How the USSR Collapsed: The Historical Paradox of 1991
In1991, the collapse of the USSR turned out to be an expected but paradoxical political upheaval. The crisis grew entirely out of the Soviet era (and the Soviet authorities did their best to bring it about). Similarly, the Russian Revolution of 1917 grew out of the era of pre-revolutionary Tsarist Russia. There is a remarkable similarity between these two revolutions, for in both cases the authorities themselves were pushing the country toward the political abyss. Urban culture as an agent of rapid change in public mood was crucial in both 1917 and 1991.
Not only did the communist elites in the USSR actually dissolve the Union in 1991, but the socio-economic conditions for the revolutionary upheaval were entirely prepared by the Soviet communist nomenklatura. The 1991 anti-communist revolution was carried out by the urban intelligentsia created by the Soviet regime.

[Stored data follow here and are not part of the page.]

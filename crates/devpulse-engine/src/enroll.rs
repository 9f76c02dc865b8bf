use chrono::{DateTime, Utc};
use tracing::{instrument, warn};

use devpulse_core::EnrollError;
use devpulse_store::enrollments::{Enrollment, EnrollmentRepo, NewEnrollment};
use devpulse_store::invites::Invite;
use devpulse_store::roles::Role;
use devpulse_store::users::{NewUser, User, UserRepo};
use devpulse_store::Database;

use crate::resolver;
use crate::selector;

/// Provisions the user account and, for trainees, the enrollment record
/// that places them in a cohort-program.
pub struct EnrollmentWriter {
    db: Database,
}

impl EnrollmentWriter {
    pub fn new(db: Database) -> Self {
        Self { db }
    }

    /// Create the user, then the enrollment when the resolved role is
    /// Trainee. If enrollment fails after the user row was written, the
    /// user is deleted again so the address can retry registration from a
    /// clean slate.
    #[instrument(skip(self, new_user, role, invite), fields(username = %new_user.username, role = %role.name))]
    pub fn provision_and_enroll(
        &self,
        new_user: &NewUser,
        role: &Role,
        invite: &Invite,
        now: DateTime<Utc>,
    ) -> Result<(User, Option<Enrollment>), EnrollError> {
        let users = UserRepo::new(self.db.clone());
        let user = users.create(new_user)?;

        if role.name != resolver::TRAINEE_ROLE_NAME {
            return Ok((user, None));
        }

        match self.enroll(&user, invite, now) {
            Ok(enrollment) => Ok((user, Some(enrollment))),
            Err(err) => {
                if let Err(cleanup) = users.delete(&user.id) {
                    warn!(user_id = %user.id, error = %cleanup, "failed to roll back user after enrollment failure");
                }
                Err(err)
            }
        }
    }

    fn enroll(
        &self,
        user: &User,
        invite: &Invite,
        now: DateTime<Utc>,
    ) -> Result<Enrollment, EnrollError> {
        let pairing = selector::select_cohort_program(
            &self.db,
            invite.cohort_program_schedule.as_ref(),
            now,
        )?;
        let manager = resolver::resolve_sponsor(&self.db, invite)?.unwrap_or_default();

        Ok(EnrollmentRepo::new(self.db.clone()).create(&NewEnrollment {
            trainee_id: user.id.clone(),
            cohort_program_id: pairing.id,
            manager,
        })?)
    }
}

#[cfg(test)]
mod tests {
    use super::*;
    use chrono::TimeZone;
    use devpulse_core::ids::RoleId;
    use devpulse_store::cohort_programs::{CohortProgramRepo, NewCohortProgram};
    use devpulse_store::cohorts::CohortRepo;
    use devpulse_store::invites::{InviteRepo, NewInvite};
    use devpulse_store::programs::ProgramRepo;
    use devpulse_store::roles::RoleRepo;

    fn now() -> DateTime<Utc> {
        Utc.with_ymd_and_hms(2023, 8, 1, 12, 0, 0).unwrap()
    }

    fn new_user(role_id: &RoleId, username: &str) -> NewUser {
        NewUser {
            username: username.to_string(),
            email: format!("{username}@x.com"),
            password: "hashed".to_string(),
            first_name: None,
            last_name: None,
            role_id: role_id.clone(),
        }
    }

    fn seed_catalog(db: &Database) {
        let cohort = CohortRepo::new(db.clone()).create("Cohort 23", true).unwrap();
        let program = ProgramRepo::new(db.clone()).create("Bootcamp", 0, true).unwrap();
        CohortProgramRepo::new(db.clone())
            .create(&NewCohortProgram {
                cohort_id: cohort.id,
                program_id: program.id,
                start_date: None,
                auto_populate: true,
            })
            .unwrap();
    }

    fn invite_for(db: &Database, email: &str) -> Invite {
        InviteRepo::new(db.clone())
            .create(&NewInvite {
                email: email.to_string(),
                ..Default::default()
            })
            .unwrap()
    }

    #[test]
    fn trainee_gets_user_and_enrollment() {
        let db = Database::in_memory().unwrap();
        let trainee = RoleRepo::new(db.clone()).create("Trainee", "trainee").unwrap();
        seed_catalog(&db);
        let invite = invite_for(&db, "jane@x.com");

        let writer = EnrollmentWriter::new(db.clone());
        let (user, enrollment) = writer
            .provision_and_enroll(&new_user(&trainee.id, "jane"), &trainee, &invite, now())
            .unwrap();

        let enrollment = enrollment.unwrap();
        assert_eq!(enrollment.trainee_id, user.id);
        assert_eq!(enrollment.name, "jane - Cohort 23 Bootcamp");
        assert!(enrollment.manager_id.is_none());
    }

    #[test]
    fn non_trainee_gets_user_only() {
        let db = Database::in_memory().unwrap();
        let manager = RoleRepo::new(db.clone()).create("Manager", "manager").unwrap();
        let invite = invite_for(&db, "boss@x.com");

        let writer = EnrollmentWriter::new(db.clone());
        let (user, enrollment) = writer
            .provision_and_enroll(&new_user(&manager.id, "boss"), &manager, &invite, now())
            .unwrap();

        assert!(enrollment.is_none());
        assert!(UserRepo::new(db).find(&user.id).unwrap().is_some());
    }

    #[test]
    fn manager_inviter_is_attached_to_enrollment() {
        let db = Database::in_memory().unwrap();
        let roles = RoleRepo::new(db.clone());
        let trainee = roles.create("Trainee", "trainee").unwrap();
        let manager = roles.create("Manager", "manager").unwrap();
        seed_catalog(&db);

        let boss = UserRepo::new(db.clone())
            .create(&new_user(&manager.id, "boss"))
            .unwrap();
        let invite = InviteRepo::new(db.clone())
            .create(&NewInvite {
                email: "jane@x.com".to_string(),
                inviter_id: Some(boss.id.clone()),
                ..Default::default()
            })
            .unwrap();

        let writer = EnrollmentWriter::new(db.clone());
        let (_, enrollment) = writer
            .provision_and_enroll(&new_user(&trainee.id, "jane"), &trainee, &invite, now())
            .unwrap();

        assert_eq!(enrollment.unwrap().manager_id, Some(boss.id));
    }

    #[test]
    fn failed_enrollment_rolls_back_the_user() {
        let db = Database::in_memory().unwrap();
        let trainee = RoleRepo::new(db.clone()).create("Trainee", "trainee").unwrap();
        // No catalog at all, so pairing selection fails after the user row
        // was written.
        let invite = invite_for(&db, "jane@x.com");

        let writer = EnrollmentWriter::new(db.clone());
        let result =
            writer.provision_and_enroll(&new_user(&trainee.id, "jane"), &trainee, &invite, now());

        assert_eq!(result.unwrap_err(), EnrollError::NoEntryProgram);
        assert!(UserRepo::new(db)
            .find_by_username("jane")
            .unwrap()
            .is_none());
    }

    #[test]
    fn pinned_schedule_is_used_for_the_enrollment() {
        let db = Database::in_memory().unwrap();
        let trainee = RoleRepo::new(db.clone()).create("Trainee", "trainee").unwrap();
        let cohort = CohortRepo::new(db.clone()).create("Cohort 24", true).unwrap();
        let program = ProgramRepo::new(db.clone()).create("Bootcamp", 0, true).unwrap();
        let pinned = CohortProgramRepo::new(db.clone())
            .create(&NewCohortProgram {
                cohort_id: cohort.id,
                program_id: program.id,
                start_date: Some(Utc.with_ymd_and_hms(2024, 1, 1, 0, 0, 0).unwrap()),
                auto_populate: true,
            })
            .unwrap();
        let invite = InviteRepo::new(db.clone())
            .create(&NewInvite {
                email: "jane@x.com".to_string(),
                cohort_program_schedule: Some(pinned.id.clone()),
                ..Default::default()
            })
            .unwrap();

        let writer = EnrollmentWriter::new(db.clone());
        let (_, enrollment) = writer
            .provision_and_enroll(&new_user(&trainee.id, "jane"), &trainee, &invite, now())
            .unwrap();

        assert_eq!(enrollment.unwrap().cohort_program_id, pinned.id);
    }
}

The key in this case turned out to be the Soviet policy of industrialization and urbanization of the 1930s-1950s. It changed the social structure of Soviet society and revolutionized the educational system and Soviet culture. Even at the end of the Joseph Stalin era, at the turn of the 1950s, the Soviet Union was a society of yesterday’s peasants, with a corresponding mentality, cultural values and needs. The society consisted mostly of “ordinary people” with primitive needs, who were led by the Communist Party to build a future social paradise. Propaganda worked very effectively under such social conditions.